The THS4551 amplifier is selected for the active filter stage because of the 135-MHz gain-bandwidth product
(GBP) and 50-ns settling time. The amplifier GBP is sufficient to maintain the filter rolloff at 12.8 MHz, even with
the dc gain of 15 dB. For example, for applications where gain is desired, a 10-MHz amplifier has marginal GBP
to fully support the required rolloff at the fMOD frequency. The settling time specification of the THS4551 also
makes the device a good choice for driving the ADC sampled inputs.
The design of the active filter section begins with an equal-R assumption to reduce the number of component
values to select. The dc gain of the filter is R3 / (R1 + R2). 1-kΩ resistors are selected to be low enough in value
to keep resistor noise and amplifier input current noise from affecting the noise of the ADC.
The 1-kΩ input resistor is divided into two 499-Ω resistors (R1 and R2) to implement the first-order filter using
C1. The first-order filter is decoupled from the second-order active filter, but shares R1 and R2 to determine each
filter stage corner frequency. The corner frequency is given by C1 and the Thevenin resistance at the terminals
of C1 (RTH = 2 × 250 Ω).
Given an arbitrary selection of R4 (2 × 499 Ω in this case), the values of the 2 × 180 pF (C3) feedback capacitors
and the single 330-pF differential capacitor (C2) are calculated by the filter design equations given in the Design
Methodology for MFB Filters in ADC Interface Applications application note. The design inputs are filter fO and
filter Q for the multiple-feedback active filter topology. The differential capacitor (C4) is not part of the filter
design but is used to improve filter phase margin. The 5-Ω resistors (R5) isolate the amplifier outputs from stray
capacitance to further improve filter phase margin.
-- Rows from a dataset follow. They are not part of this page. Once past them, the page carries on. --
//! Native WebSocket push transport using tokio-tungstenite.

use futures_util::{SinkExt, StreamExt};
use tokio::sync::oneshot;
use tokio::task::JoinHandle;
use tokio_tungstenite::tungstenite::client::IntoClientRequest;
use tokio_tungstenite::tungstenite::handshake::client::Request;
use tokio_tungstenite::tungstenite::http::{header, HeaderValue};
use tokio_tungstenite::{connect_async, tungstenite::Message};

use super::{ConnectInit, PushConnection, TransportEvents, TransportFactory};

const LAST_EVENT_ID: &str = "last-event-id";

/// Opens one WebSocket per connection attempt. Must be used from within a
/// tokio runtime.
#[derive(Debug, Clone, Default)]
pub struct WebSocketTransport;

impl WebSocketTransport {
    pub fn new() -> Self {
        Self
    }
}

impl TransportFactory for WebSocketTransport {
    fn connect(
        &self,
        url: &str,
        init: ConnectInit,
        events: TransportEvents,
    ) -> Box<dyn PushConnection> {
        let (close_tx, close_rx) = oneshot::channel();
        let task = tokio::spawn(run_connection(url.to_string(), init, events, close_rx));
        Box::new(WebSocketConnection {
            close_tx: Some(close_tx),
            task,
        })
    }
}

struct WebSocketConnection {
    close_tx: Option<oneshot::Sender<()>>,
    task: JoinHandle<()>,
}

impl PushConnection for WebSocketConnection {
    fn close(&mut self) {
        if let Some(tx) = self.close_tx.take() {
            if tx.send(()).is_ok() {
                return;
            }
        }
        // receiver gone: the connection task already finished
        self.task.abort();
    }
}

impl Drop for WebSocketConnection {
    fn drop(&mut self) {
        if self.close_tx.is_some() {
            self.task.abort();
        }
    }
}

fn build_request(url: &str, init: &ConnectInit) -> Result<Request, String> {
    let mut request = url
        .into_client_request()
        .map_err(|e| format!("invalid push request: {}", e))?;
    let headers = request.headers_mut();

    if let Some(token) = &init.auth_token {
        let value = HeaderValue::from_str(&format!("Bearer {}", token))
            .map_err(|e| format!("invalid auth token header: {}", e))?;
        headers.insert(header::AUTHORIZATION, value);
    }
    if let Some(last_event_id) = &init.last_event_id {
        let value = HeaderValue::from_str(last_event_id)
            .map_err(|e| format!("invalid last-event-id header: {}", e))?;
        headers.insert(LAST_EVENT_ID, value);
    }
    Ok(request)
}

/// Drive a single connection until it fails, the server closes it, or the
/// hub asks for it to be closed. Reconnecting is the hub's job.
async fn run_connection(
    url: String,
    init: ConnectInit,
    events: TransportEvents,
    mut close_rx: oneshot::Receiver<()>,
) {
    let request = match build_request(&url, &init) {
        Ok(request) => request,
        Err(reason) => {
            events.failed(&reason);
            return;
        }
    };

    let ws_stream = tokio::select! {
        _ = &mut close_rx => return,
        result = connect_async(request) => match result {
            Ok((ws_stream, _response)) => ws_stream,
            Err(e) => {
                tracing::debug!(generation = events.generation(), error = %e, "websocket connect failed");
                events.failed(&e.to_string());
                return;
            }
        },
    };

    tracing::debug!(generation = events.generation(), url = %url, "websocket connected");
    events.opened();

    let (mut write, mut read) = ws_stream.split();

    loop {
        tokio::select! {
            _ = &mut close_rx => {
                if let Err(e) = write.send(Message::Close(None)).await {
                    tracing::debug!(error = %e, "close frame not delivered");
                }
                break;
            }
            frame = read.next() => match frame {
                Some(Ok(Message::Text(text))) => events.message(text.as_str()),
                Some(Ok(Message::Close(_))) | None => {
                    events.closed();
                    break;
                }
                Some(Ok(_)) => {
                    // Ping/pong are answered by tungstenite; binary frames are not part of the protocol
                }
                Some(Err(e)) => {
                    events.failed(&e.to_string());
                    break;
                }
            },
        }
    }
}
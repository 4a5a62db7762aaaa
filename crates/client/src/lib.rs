//! draftsync client real-time layer.
//!
//! Two independent pieces:
//!
//! - [`EventHub`]: one reconnecting push connection multiplexed across
//!   topic/resource subscriptions, with health tracking and a polling
//!   fallback signal.
//! - [`SectionStreamQueue`]: per-section admission control for AI
//!   generation streams.

pub mod clock;
pub mod error;
pub mod hub;
pub mod stream_queue;

pub use clock::{fixed_clock, system_clock, Clock};
pub use error::{ConfigError, HubError};
pub use hub::{
    AuthTokenSource, ConnectInit, ConnectionPhase, EventHub, EventHubBuilder, HealthState,
    HealthStatus, HubConfig, PushConnection, StaticToken, Subscription, SubscriptionId,
    SubscriptionScope, TransportEvents, TransportFactory, WebSocketTransport,
};
pub use stream_queue::{
    Activation, CancelDetails, CancelReason, CancelResult, CompleteResult, EnqueueResult,
    QueueSnapshot, SectionStreamQueue, SessionState, StreamRequest,
};

pub use draftsync_shared::{topics, EventEnvelope, EnvelopeKind, ProtocolError};
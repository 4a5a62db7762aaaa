//! Push-channel protocol definitions.

use chrono::{DateTime, Utc};
use serde::{Deserialize, Serialize};

use crate::error::ProtocolError;

/// Well-known topics emitted by the server collaborators.
pub mod topics {
    pub const DOCUMENT_LIFECYCLE: &str = "document.lifecycle";
    pub const SECTION_STREAM: &str = "section.stream";
    pub const QUALITY_GATE: &str = "quality-gate.progress";
    pub const REVIEW_ACTIVITY: &str = "review.activity";
}

/// Whether an envelope carries data or only proves the channel is alive.
#[derive(Debug, Clone, Copy, Serialize, Deserialize, PartialEq, Eq, Hash)]
#[serde(rename_all = "lowercase")]
pub enum EnvelopeKind {
    Event,
    Heartbeat,
}

/// One structured server-pushed message.
///
/// Envelopes are immutable once decoded: listeners only ever see a shared
/// reference.
#[derive(Debug, Clone, Serialize, Deserialize, PartialEq)]
#[serde(rename_all = "camelCase")]
pub struct EventEnvelope {
    pub id: String,
    pub topic: String,
    /// Target resource, absent for workspace-wide events.
    #[serde(default)]
    pub resource_id: Option<String>,
    pub workspace_id: String,
    pub sequence: u64,
    pub kind: EnvelopeKind,
    #[serde(default)]
    pub payload: serde_json::Value,
    pub emitted_at: DateTime<Utc>,
    #[serde(default)]
    pub metadata: serde_json::Value,
    /// Opaque resume token echoed back by the server.
    #[serde(default)]
    pub last_event_id: Option<String>,
}

impl EventEnvelope {
    /// Decode a text frame received on the push channel.
    pub fn from_json(frame: &str) -> Result<Self, ProtocolError> {
        let envelope: EventEnvelope = serde_json::from_str(frame)?;
        if envelope.topic.trim().is_empty() {
            return Err(ProtocolError::EmptyTopic { id: envelope.id });
        }
        Ok(envelope)
    }

    /// Serialize for the wire (used by test fixtures and the tail CLI).
    pub fn to_json(&self) -> Result<String, ProtocolError> {
        Ok(serde_json::to_string(self)?)
    }

    pub fn is_heartbeat(&self) -> bool {
        self.kind == EnvelopeKind::Heartbeat
    }

    /// Token to hand back to the server when reconnecting. Prefers the
    /// server-provided `lastEventId`, falling back to the envelope id.
    pub fn resume_token(&self) -> &str {
        self.last_event_id.as_deref().unwrap_or(&self.id)
    }
}

#[cfg(test)]
mod tests {
    use super::*;

    const FRAME: &str = r#"{
        "id": "evt-7",
        "topic": "section.stream",
        "resourceId": "sec-1",
        "workspaceId": "ws-1",
        "sequence": 7,
        "kind": "event",
        "payload": {"delta": "Hello"},
        "emittedAt": "2026-10-16T12:00:00Z",
        "metadata": {},
        "lastEventId": "cursor-7"
    }"#;

    #[test]
    fn decodes_camel_case_frame() {
        let envelope = EventEnvelope::from_json(FRAME).unwrap();
        assert_eq!(envelope.topic, topics::SECTION_STREAM);
        assert_eq!(envelope.resource_id.as_deref(), Some("sec-1"));
        assert_eq!(envelope.sequence, 7);
        assert_eq!(envelope.kind, EnvelopeKind::Event);
        assert_eq!(envelope.payload["delta"], "Hello");
        assert_eq!(envelope.resume_token(), "cursor-7");
    }

    #[test]
    fn heartbeat_without_optional_fields() {
        let frame = r#"{"id":"hb-1","topic":"system","workspaceId":"ws-1","sequence":0,
            "kind":"heartbeat","emittedAt":"2026-10-16T12:00:00Z"}"#;
        let envelope = EventEnvelope::from_json(frame).unwrap();
        assert!(envelope.is_heartbeat());
        assert!(envelope.resource_id.is_none());
        assert!(envelope.payload.is_null());
        assert_eq!(envelope.resume_token(), "hb-1");
    }

    #[test]
    fn rejects_garbage_and_empty_topic() {
        let err = EventEnvelope::from_json("not json").unwrap_err();
        assert_eq!(err.kind(), "malformed");

        let frame = FRAME.replace("section.stream", " ");
        let err = EventEnvelope::from_json(&frame).unwrap_err();
        assert!(matches!(err, ProtocolError::EmptyTopic { ref id } if id == "evt-7"));
    }

    #[test]
    fn wire_names_are_camel_case() {
        let envelope = EventEnvelope::from_json(FRAME).unwrap();
        let json = envelope.to_json().unwrap();
        assert!(json.contains("\"resourceId\":\"sec-1\""));
        assert!(json.contains("\"workspaceId\":\"ws-1\""));
        assert!(json.contains("\"kind\":\"event\""));
    }
}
The final RC filter at the ADC inputs serves two purposes. First, the filter provides a fourth pole to the overall
filter response, thereby increasing filter rolloff. The other purpose of the filter is a charge reservoir to filter the
sampled input of the ADC. The charge reservoir reduces the instantaneous charge demand of the amplifier,
maintaining low distortion and low gain error that otherwise can degrade because of incomplete amplifier
settling. The input filter values are 2 × 22 Ω and 2.2 nF. The 22-Ω resistors are outside the THS4551 filter loop to
isolate the amplifier outputs from the 2.2-nF capacitor to maintain phase margin.
Low voltage-coefficient C0G capacitors are used everywhere in the signal path for their low distortion properties.
The amplifier gain resistors are 0.1% tolerance to provide best possible THD performance. The ADC VCM
output connection to the amplifier VOCM input pin is optional because the same function is provided by the
amplifier.
See the THS4551 data sheet for additional examples of active filter designs and application.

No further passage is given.